Heya. Anyone know of a source of Seville or Bitter Oranges? I noticed my dad's lemon and mandarin trees were totally overloaded with fruit. It got me thinking that any bitter orange orchards or backyard Seville orange trees might be in the same state. I want to dry some peel.

BTW me & dad made up 45 litres of hard lemonade to kill time during the weekend's saccarification rest. Used 36 lemons, 4.8kg white sugar, 50g fresh ginger and a cinnamon stick. Simmered for 20min. The 'wort' tasted like nice home made lemon cordial so it should turn out OK. I'm using US56 in the lemonade because it was fired up for the main event (Aussie Pale Ale).

Cheers

Ben


----------



## sinkas (30/7/07)

They have them at Limes at Myaree sometimes, I am not sure that they are much like the curacao oranges the belgians use though, some sicillian shop sdown south freo way would proabably know where to get them.


----------



## thunderleg (30/7/07)

From what I have read, the Curacao orange was derived from the Seville, but other sources suggest the Valencia.. I expect the flavour to be different, but I don't think I will be able to get Curacao here. It should still make an interesting brew.

I'll check out Limes.


----------



## mika (30/7/07)

I think it was Seville I used, or maybe Navel ? Either way was pretty tasty. Might not be as good as the Curacao, but still worth doing.


----------



## Randall the Enamel Animal (30/7/07)

All varieties of orange peel are bitter. Really, they are.

I choose oranges on the basis of _the aroma_ of the skin. Pick 'em up, smell, make your selection. Good brewing practice.


----------



## Muggus (30/7/07)

You'll probably find you're more typical commercially grown orange varieties, Navel and Valencias, won't have as intense a flavour or aroma as bitter varieties. Plus alot of the ones sold on the market are waxed, which probably doesn't help. That might be a reason to sort out some homegrown varieties.


----------



## braufrau (30/7/07)

thunderleg said:


> Heya. Anyone know of a source of Seville or Bitter Oranges? I noticed my dad's lemon and mandarin trees were totally overloaded with fruit. It got me thinking that any bitter orange orchards or backyard Seville orange trees might be in the same state. I want to dry some peel.
> 
> BTW me & dad made up 45 litres of hard lemonade to kill time during the weekend's saccarification rest. Used 36 lemons, 4.8kg white sugar, 50g fresh ginger and a cinnamon stick. Simmered for 20min. The 'wort' tasted like nice home made lemon cordial so it should turn out OK. I'm using US56 in the lemonade because it was fired up for the main event (Aussie Pale Ale).
> 
> ...




Pardon my higgerance ... do you ferment the lemonde to completion or only partly like ginger beer?
Do you condition it? :unsure:


----------



## thunderleg (30/7/07)

This is my first try at lemonade.
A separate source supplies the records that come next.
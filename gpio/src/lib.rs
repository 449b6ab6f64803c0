//! GPIO abstraction and a queued HD44780 character LCD driver built on top of it.
//!
//! The [GpioDriver], [GpioPin] and [GpioBus] traits describe the pins the driver needs; the
//! [gpiod] module implements them for the Linux GPIO character device. The LCD itself lives in
//! [lcd::hd44780].
pub mod gpiod;
pub mod lcd;

use bitvec::prelude::*;
use std::fmt::Debug;
use thiserror::Error;

#[derive(Debug, Error, Eq, PartialEq, Clone)]
pub enum GpioError {
    #[error("pin already in use")]
    AlreadyInUse,
    #[error("invalid argument")]
    InvalidArgument,
    #[error("the feature is not supported on this backend")]
    NotSupported,
    #[error("data lines are not configured for this transfer direction")]
    WrongDirection,
    #[error("IO error: {0}")]
    Io(std::io::ErrorKind),
    #[error("error: {0}")]
    Other(String),
}

impl From<std::io::Error> for GpioError {
    fn from(err: std::io::Error) -> Self {
        GpioError::Io(err.kind())
    }
}

pub type GpioResult<T> = Result<T, GpioError>;

pub trait GpioDriver: Debug {
    /// Gets the amount of GPIO lines available.
    fn count(&self) -> GpioResult<usize>;

    /// Claims the GPIO pin at the given index.
    fn get_pin(&self, index: usize) -> GpioResult<Box<dyn GpioPin + '_>>;

    /// Claims the GPIO pins at the given indices as a single bus.
    ///
    /// Index `0` of the bus is the least significant bit.
    fn get_pin_bus<const N: usize>(
        &self,
        indices: [usize; N],
    ) -> GpioResult<Box<dyn GpioBus<N> + '_>>;
}

/// Specifies the active level of a GPIO line.
///
/// By default, the active level is high.
#[derive(Copy, Clone, Debug, Default, Eq, PartialEq)]
pub enum GpioActiveLevel {
    #[default] High,
    Low,
}

impl GpioActiveLevel {
    /// Gets the physical state of the line for the given logical value.
    pub fn get_state(&self, value: bool) -> bool {
        match self {
            GpioActiveLevel::High => value,
            GpioActiveLevel::Low => !value,
        }
    }
}

/// Specifies the bias of a GPIO line.
///
/// The HD44780 data lines are read with pull-ups enabled, so a disconnected display reads as
/// permanently busy instead of permanently ready.
#[derive(Copy, Clone, Debug, Default, Eq, PartialEq)]
pub enum GpioBias {
    #[default] None,
    PullUp,
    PullDown,
}

pub trait GpioPin: Debug {
    /// Sets the GPIO pin function to input, allowing reading its state.
    fn as_input(&mut self) -> GpioResult<Box<dyn GpioInput + '_>>;
    /// Sets the GPIO pin function to output, allowing writing its state.
    fn as_output(&mut self) -> GpioResult<Box<dyn GpioOutput + '_>>;

    fn active_level(&self) -> GpioActiveLevel {
        GpioActiveLevel::High
    }
    /// Sets the active level of the GPIO pin.
    ///
    /// # Errors
    /// - `GpioError::NotSupported` if the backend cannot invert the line.
    fn set_active_level(&mut self, _level: GpioActiveLevel) -> GpioResult<()> {
        Err(GpioError::NotSupported)
    }

    fn bias(&self) -> GpioBias {
        GpioBias::None
    }
    /// Sets the bias of the GPIO pin.
    ///
    /// # Errors
    /// - `GpioError::NotSupported` if the backend has no configurable bias.
    fn set_bias(&mut self, _bias: GpioBias) -> GpioResult<()> {
        Err(GpioError::NotSupported)
    }
}

pub trait GpioInput: Debug {
    /// Reads the state of the GPIO pin.
    fn read(&self) -> GpioResult<bool>;
}

pub trait GpioOutput: Debug {
    /// Writes the state of the GPIO pin.
    fn write(&self, value: bool) -> GpioResult<()>;
}

pub trait GpioBus<const N: usize>: Debug {
    fn as_input(&mut self) -> GpioResult<Box<dyn GpioBusInput<N> + '_>>;
    fn as_output(&mut self) -> GpioResult<Box<dyn GpioBusOutput<N> + '_>>;

    fn bias(&self) -> GpioBias {
        GpioBias::None
    }
    fn set_bias(&mut self, _bias: GpioBias) -> GpioResult<()> {
        Err(GpioError::NotSupported)
    }
}

pub trait GpioBusInput<const N: usize>: Debug {
    fn read(&self) -> GpioResult<[bool; N]>;
}

impl dyn GpioBusInput<4> + '_ {
    /// Reads the values of the GPIO pins in the bus.
    /// Returns them as a nibble, LSb first.
    pub fn read_nibble(&self) -> GpioResult<u8> {
        let values = self.read()?;
        let mut bits = bitarr!(u8, Lsb0; 0; 8);
        for (i, value) in values.into_iter().enumerate() {
            bits.set(i, value);
        }
        Ok(bits.load::<u8>())
    }
}

pub trait GpioBusOutput<const N: usize>: Debug {
    fn write(&self, values: &[bool; N]) -> GpioResult<()>;
}

impl dyn GpioBusOutput<4> + '_ {
    /// Writes the values to the GPIO pins in the bus.
    /// The values are written as a nibble, LSb first.
    pub fn write_nibble(&self, value: u8) -> GpioResult<()> {
        if value > 0b1111 {
            return Err(GpioError::InvalidArgument);
        }

        let mut values = [false; 4];
        for (slot, bit) in values.iter_mut().zip(value.view_bits::<Lsb0>().iter().by_vals()) {
            *slot = bit;
        }
        self.write(&values)
    }
}

#[cfg(test)]
mod tests {
    use super::*;
    use std::cell::Cell;

    #[derive(Debug, Default)]
    struct LatchBus {
        lines: Cell<[bool; 4]>,
    }

    impl GpioBusOutput<4> for LatchBus {
        fn write(&self, values: &[bool; 4]) -> GpioResult<()> {
            self.lines.set(*values);
            Ok(())
        }
    }

    impl GpioBusInput<4> for LatchBus {
        fn read(&self) -> GpioResult<[bool; 4]> {
            Ok(self.lines.get())
        }
    }

    #[test]
    fn nibble_is_written_lsb_first() {
        let bus = LatchBus::default();
        let output: &dyn GpioBusOutput<4> = &bus;
        output.write_nibble(0b0011).unwrap();
        assert_eq!(bus.lines.get(), [true, true, false, false]);
    }

    #[test]
    fn nibble_read_matches_written_lines() {
        let bus = LatchBus::default();
        bus.lines.set([false, true, false, true]);
        let input: &dyn GpioBusInput<4> = &bus;
        assert_eq!(input.read_nibble().unwrap(), 0b1010);
    }

    #[test]
    fn nibble_out_of_range_is_rejected() {
        let bus = LatchBus::default();
        let output: &dyn GpioBusOutput<4> = &bus;
        assert_eq!(output.write_nibble(0x10), Err(GpioError::InvalidArgument));
        assert_eq!(bus.lines.get(), [false; 4]);
    }

    #[test]
    fn active_low_inverts_state() {
        assert!(GpioActiveLevel::Low.get_state(false));
        assert!(!GpioActiveLevel::Low.get_state(true));
        assert!(GpioActiveLevel::High.get_state(true));
    }
}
I was inspired by Guest Lurker's recipe on his web page. I am hoping it will ferment to about 1.012 - not too dry, not too sweet. GL used Champagne yeast, which would probably be too dry for my taste.

I intend to keg my half but my dad will bottle his. The comparison will be interesting. I'll keg condition for at least a month before sampling.


----------



## bconnery (31/7/07)

If you do get a source I'd highly recommend both drying and also using some of the oranges as a fruit. 

My folks dried some for me and I used them in a couple of belgian beers and liked the result. 

I also used them in a sour orange ale, a kind of flanders red with the sourness coming from the orange rather than the yeast or any brett culture and it was fantastic. I've also supplied some to Ross for his chocolate orange porter you may have seen the thyead here yesterday. 

My recipe, an extract with grains one, is in the section and I will shortly have an AG version as well. 

This was realistically the best beer I have made. Intensely sour early with the sourness fading to a taste at the end of the mouthful after about 7-8 months aging...

Quick edit: I have no idea of mine are seville. They are from a couple of trees around my folks place that grew when the other citrus were planted. They are very tart and sour though!


----------